I watched him in the rearview mirror. He glanced at me and then back at the road.

“What’s your deal?” I said.

“What do you mean?”

“You know what I mean.”

He smiled. “You wanted me to stay quiet, I thought.”

“I changed my mind.”

“Good,” he said. “I haven’t had a real conversation in years.”

“Hard to believe, talky fucker like you.”

“I’ve always been a good talker. Talked my way out of a lot of trouble. A lot of trouble.”

I could believe it. I’d known plenty of con men, guys who could talk the stink off of shit. And Webb talked like a con man who’d been out of business for a long time but still had some juice inside him.

“Then what’s the problem?” I said.

“There’s a level of trouble you can’t talk your way out of,” he said. “Some trouble is like a cancer. It just grows inside you. Nothing stops it. It just keeps growing and growing, eating everything it touches.”

“Then what?”

“You die.” He took a deep breath and lit up another cigarette. “But I’ve been living like I was dead for years now. I’ve been a walking shadow, like Shakespeare wrote about.”

“Shakespeare.”

He looked at me in the rearview mirror.

“Yeah, I’ve read a few books,” he said. “I used to read a lot. I used to do a lot of things.”

“So what happened?”

“The story of my life?”

“Whatever.”

He shrugged. “The story of my life is I lived, I fucked up, and I’m going to die. I’ll probably go to hell.”

I stubbed out my butt on his car seat. He didn’t seem to notice. He was too busy listening to himself talk.

“That’s cheery, I know,” he said, “but it’s the truth. I’ve been living like a termite for years now: smoking, eating shit, working the nightshift at a supermarket. No kind of life. No friends. No family. The only emotion I ever feel anymore, when I feel anything at all, is fear.”

“Fear of what? You obviously ain’t afraid to die.”

“No. But you can get to a point where you’re more afraid of living than dying.”

He sat there silent for awhile. I didn’t have anything to say to that. Life sucked, sure, but what else was there? Nothing?

“Living like a termite is my punishment,” he said.

“For what?”

“Sins.”

“Which ones?”

“You want to know?”

“Ain’t got anything else to do until we hit Arkansas.”

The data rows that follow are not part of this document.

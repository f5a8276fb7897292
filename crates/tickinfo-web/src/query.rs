//! Query-string parsing for the resolution endpoint.
//!
//! Parameters are read leniently: unknown field names are dropped, unknown
//! sources fall back to the full chain and flags accept several spellings.

use std::collections::HashMap;

use tickinfo_core::{CacheControl, FieldSet, SourceStrategy};

const TRUTHY: [&str; 7] = ["1", "s", "sim", "y", "yes", "t", "true"];

/// Parsed options of one `GET /{kind}/{ticker}` call.
#[derive(Debug, Clone, PartialEq, Eq)]
pub struct ResolveQuery {
    pub fields: FieldSet,
    pub strategy: SourceStrategy,
    pub cache: CacheControl,
}

impl ResolveQuery {
    pub fn from_params(params: &HashMap<String, String>) -> Self {
        let get = |key: &str| params.get(key).map(String::as_str);

        let fields = get("info_names")
            .map(FieldSet::parse_lenient)
            .filter(|fields| !fields.is_empty())
            .unwrap_or_else(FieldSet::all);

        let strategy = get("source")
            .map(SourceStrategy::from_source_param)
            .unwrap_or_default();

        let cache = CacheControl {
            use_cache: flag(get("should_use_cache"), true),
            clear_cached_data: flag(
                get("should_clear_cached_data").or_else(|| get("should_clear_cache")),
                false,
            ),
            delete_all_cache: flag(
                get("should_delete_all_cache").or_else(|| get("should_delete_cache")),
                false,
            ),
        };

        Self {
            fields,
            strategy,
            cache,
        }
    }
}

/// Absent flags take `default`; present ones are true only when truthy.
pub fn flag(value: Option<&str>, default: bool) -> bool {
    match value {
        None => default,
        Some(raw) => {
            let normalized = raw.trim().to_ascii_lowercase();
            TRUTHY.contains(&normalized.as_str())
        }
    }
}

“I’ll tell you,” he said. “I’ve never told anyone, but I’ll tell you. You look at me and you see a fat slob, a sucker, a potential victim. Right?”

I just stared at him.

“Fine,” he said, “I’m not an intimidating man. Believe me, I know. But I’m not talking about being intimidating. I used to be the safest man you could imagine. At one time, years ago, so many people loved me and trusted me you wouldn’t believe it. I’ve known the kind of trust that few people are ever afforded. And I betrayed it. So now I guess I deserve the termite life I’ve been living. I deserve to die the way I’m going to die. I betrayed everyone who ever trusted me, and God saw fit to cast me down with the termites. No amount of forgiveness or understanding will change what I’ve done.”

He glanced back at me.

I told him, “Pass me those cigarettes.”

As he passed a pack back to me, he smiled the oddest smile. “I’ll tell you why I’m going to hell,” he said. “You’ll soon agree I deserve it.”